O ac24horas procurou o empresário Roberto da Princesinha, mas o mesmo não atendeu as ligações e nem respondeu as mensagens. O espaço segue aberto para manifestação, caso haja interesse.

Apuração
Em relação à hipótese de que Alan teria feito uso de drogas e morrido em função de uma overdose, Larissa afirma que não tem conhecimento de que o marido fazia uso de entorpecente, apenas de consumo de bebida alcoólica.

No entanto, uma apuração realizada pelo ac24horas junto ao judiciário, foi descoberto que a própria esposa já registrou duas acusações de violência doméstica contra a Alan, sendo uma delas nesse último mês de junho. Nas duas situações, Larissa menciona o uso de drogas.

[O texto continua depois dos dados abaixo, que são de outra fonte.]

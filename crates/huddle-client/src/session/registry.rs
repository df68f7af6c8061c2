//! Outbound source selection
//!
//! Priority is Screen, then Virtual (only while a background mode is set
//! and the compositor has produced at least one frame), then Camera. The
//! microphone rides along with whichever video source wins unless the
//! screen capture brought its own audio.

use std::sync::Arc;

use huddle_protocol::{BackgroundMode, SourceKind};
use tokio::sync::broadcast;
use uuid::Uuid;

use crate::media::{MediaSource, MediaTrack};

const CHANGE_BUFFER: usize = 32;

/// The source currently transmitted, with the tracks picked from it
#[derive(Debug, Clone)]
pub struct OutboundSelection {
    pub source: Arc<MediaSource>,
    pub video: Option<Arc<MediaTrack>>,
    pub audio: Option<Arc<MediaTrack>>,
}

impl OutboundSelection {
    pub fn kind(&self) -> SourceKind {
        self.source.kind()
    }

    fn identity(&self) -> (Uuid, Option<Uuid>) {
        (self.source.id(), self.audio.as_ref().map(|t| t.id()))
    }

    /// Same source and same audio track
    pub fn same_as(&self, other: &OutboundSelection) -> bool {
        self.identity() == other.identity()
    }
}

#[derive(Debug, Clone)]
pub struct SourceChanged {
    pub previous: Option<SourceKind>,
    pub current: Option<OutboundSelection>,
}

#[derive(Debug)]
pub struct StreamSourceRegistry {
    camera: Option<Arc<MediaSource>>,
    virtual_source: Option<Arc<MediaSource>>,
    virtual_ready: bool,
    screen: Option<Arc<MediaSource>>,
    mode: BackgroundMode,
    active: Option<OutboundSelection>,
    changes: broadcast::Sender<SourceChanged>,
}

impl Default for StreamSourceRegistry {
    fn default() -> Self {
        Self::new()
    }
}

impl StreamSourceRegistry {
    pub fn new() -> Self {
        let (changes, _) = broadcast::channel(CHANGE_BUFFER);
        Self {
            camera: None,
            virtual_source: None,
            virtual_ready: false,
            screen: None,
            mode: BackgroundMode::None,
            active: None,
            changes,
        }
    }

    pub fn subscribe(&self) -> broadcast::Receiver<SourceChanged> {
        self.changes.subscribe()
    }

    pub fn active(&self) -> Option<OutboundSelection> {
        self.active.clone()
    }

    pub fn active_kind(&self) -> Option<SourceKind> {
        self.active.as_ref().map(|a| a.kind())
    }

    pub fn mode(&self) -> BackgroundMode {
        self.mode
    }

    pub fn set_camera(&mut self, camera: Option<Arc<MediaSource>>) -> Option<SourceChanged> {
        self.camera = camera;
        self.recompute()
    }

    pub fn set_virtual_source(&mut self, source: Option<Arc<MediaSource>>) -> Option<SourceChanged> {
        self.virtual_source = source;
        self.recompute()
    }

    /// Compositor output became available or went away
    pub fn set_virtual_ready(&mut self, ready: bool) -> Option<SourceChanged> {
        self.virtual_ready = ready;
        self.recompute()
    }

    pub fn set_screen(&mut self, screen: Option<Arc<MediaSource>>) -> Option<SourceChanged> {
        self.screen = screen;
        self.recompute()
    }

    pub fn set_mode(&mut self, mode: BackgroundMode) -> Option<SourceChanged> {
        self.mode = mode;
        self.recompute()
    }

    /// Drop every candidate, e.g. when the session ends
    pub fn clear(&mut self) -> Option<SourceChanged> {
        self.camera = None;
        self.virtual_source = None;
        self.virtual_ready = false;
        self.screen = None;
        self.recompute()
    }

    /// Re-evaluate the selection; emits when the selection identity changed
    pub fn recompute(&mut self) -> Option<SourceChanged> {
        let next = self.select();
        let changed = match (&self.active, &next) {
            (Some(current), Some(next)) => !current.same_as(next),
            (None, None) => false,
            _ => true,
        };
        if !changed {
            return None;
        }

        let event = SourceChanged {
            previous: self.active_kind(),
            current: next.clone(),
        };
        tracing::info!(
            "Active source changed: {:?} -> {:?}",
            event.previous,
            next.as_ref().map(|n| n.kind())
        );
        self.active = next;
        let _ = self.changes.send(event.clone());
        Some(event)
    }

    fn select(&self) -> Option<OutboundSelection> {
        let live = |source: &Option<Arc<MediaSource>>| source.as_ref().filter(|s| s.is_live()).cloned();

        let camera = live(&self.camera);
        let microphone = camera.as_ref().and_then(|c| c.audio_track().cloned());

        let virtual_source = if self.mode.is_virtual() && self.virtual_ready {
            live(&self.virtual_source)
        } else {
            None
        };

        let chosen = live(&self.screen).or(virtual_source).or(camera)?;
        let video = chosen.video_track().cloned();
        let audio = match chosen.kind() {
            SourceKind::Screen => chosen.audio_track().cloned().or(microphone),
            SourceKind::Virtual => microphone,
            SourceKind::Camera => chosen.audio_track().cloned(),
        };

        Some(OutboundSelection {
            source: chosen,
            video,
            audio,
        })
    }
}

#[cfg(test)]
mod tests {
    use super::*;
    use huddle_protocol::TrackKind;

    fn camera() -> Arc<MediaSource> {
        MediaSource::new(
            SourceKind::Camera,
            vec![
                MediaTrack::new(TrackKind::Video, "camera"),
                MediaTrack::new(TrackKind::Audio, "microphone"),
            ],
        )
    }

    fn virtual_output() -> Arc<MediaSource> {
        MediaSource::new(SourceKind::Virtual, vec![MediaTrack::new(TrackKind::Video, "virtual")])
    }

    fn screen(with_audio: bool) -> Arc<MediaSource> {
        let mut tracks = vec![MediaTrack::new(TrackKind::Video, "screen")];
        if with_audio {
            tracks.push(MediaTrack::new(TrackKind::Audio, "system audio"));
        }
        MediaSource::new(SourceKind::Screen, tracks)
    }

    #[test]
    fn empty_registry_selects_nothing() {
        let mut registry = StreamSourceRegistry::new();
        assert!(registry.recompute().is_none());
        assert!(registry.active().is_none());
    }

    #[test]
    fn virtual_requires_mode_and_a_composited_frame() {
        let mut registry = StreamSourceRegistry::new();
        let cam = camera();
        registry.set_camera(Some(cam.clone()));
        registry.set_virtual_source(Some(virtual_output()));

        registry.set_mode(BackgroundMode::Blur);
        assert_eq!(registry.active_kind(), Some(SourceKind::Camera));

        registry.set_virtual_ready(true);
        assert_eq!(registry.active_kind(), Some(SourceKind::Virtual));

        registry.set_mode(BackgroundMode::None);
        assert_eq!(registry.active_kind(), Some(SourceKind::Camera));
    }

    #[test]
    fn microphone_follows_virtual_video() {
        let mut registry = StreamSourceRegistry::new();
        let cam = camera();
        registry.set_camera(Some(cam.clone()));
        registry.set_virtual_source(Some(virtual_output()));
        registry.set_virtual_ready(true);
        registry.set_mode(BackgroundMode::Blur);

        let active = registry.active().unwrap();
        assert_eq!(active.kind(), SourceKind::Virtual);
        assert_eq!(
            active.audio.map(|t| t.id()),
            cam.audio_track().map(|t| t.id())
        );
    }

    #[test]
    fn screen_outranks_everything_and_prefers_its_own_audio() {
        let mut registry = StreamSourceRegistry::new();
        registry.set_camera(Some(camera()));
        registry.set_virtual_source(Some(virtual_output()));
        registry.set_virtual_ready(true);
        registry.set_mode(BackgroundMode::Image);

        let share = screen(true);
        let event = registry.set_screen(Some(share.clone())).unwrap();
        assert_eq!(event.previous, Some(SourceKind::Virtual));

        let active = registry.active().unwrap();
        assert_eq!(active.kind(), SourceKind::Screen);
        assert_eq!(
            active.audio.map(|t| t.id()),
            share.audio_track().map(|t| t.id())
        );
    }

    #[test]
    fn silent_screen_borrows_the_microphone() {
        let mut registry = StreamSourceRegistry::new();
        let cam = camera();
        registry.set_camera(Some(cam.clone()));
        registry.set_screen(Some(screen(false)));

        let active = registry.active().unwrap();
        assert_eq!(active.kind(), SourceKind::Screen);
        assert_eq!(
            active.audio.map(|t| t.id()),
            cam.audio_track().map(|t| t.id())
        );
    }

    #[test]
    fn same_source_recompute_is_silent() {
        let mut registry = StreamSourceRegistry::new();
        let mut changes = registry.subscribe();
        registry.set_camera(Some(camera()));
        assert!(changes.try_recv().is_ok());

        // Blur -> Image repaints in place
        registry.set_virtual_source(Some(virtual_output()));
        registry.set_virtual_ready(true);
        registry.set_mode(BackgroundMode::Blur);
        assert!(changes.try_recv().is_ok());
        assert!(registry.set_mode(BackgroundMode::Image).is_none());
        assert!(changes.try_recv().is_err());
    }

    #[test]
    fn stopped_sources_never_stay_active() {
        let mut registry = StreamSourceRegistry::new();
        let cam = camera();
        registry.set_camera(Some(cam.clone()));
        let share = screen(false);
        registry.set_screen(Some(share.clone()));

        share.stop();
        let event = registry.recompute().unwrap();
        assert_eq!(event.current.unwrap().kind(), SourceKind::Camera);

        cam.stop();
        assert!(registry.recompute().unwrap().current.is_none());
    }
}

Ao ser perguntada pela reportagem sobre esses dois registros, a viúva afirmou que se tratavam de situações do passado e que não têm ligação com a morte do esposo. Ela perguntou se essas informações entrariam na matéria e a reportagem confirmou que sim. Logo em seguida, Larissa afirmou que não tinha interesse na publicação desses registros e queria que seu companheiro descansasse em paz.

O exame cadavérico do Instituto Médico Legal (IML), que deve apontar com precisão a razão da morte de Alan, deve ficar pronto em 30 dias e ser decisivo para a conclusão do inquérito.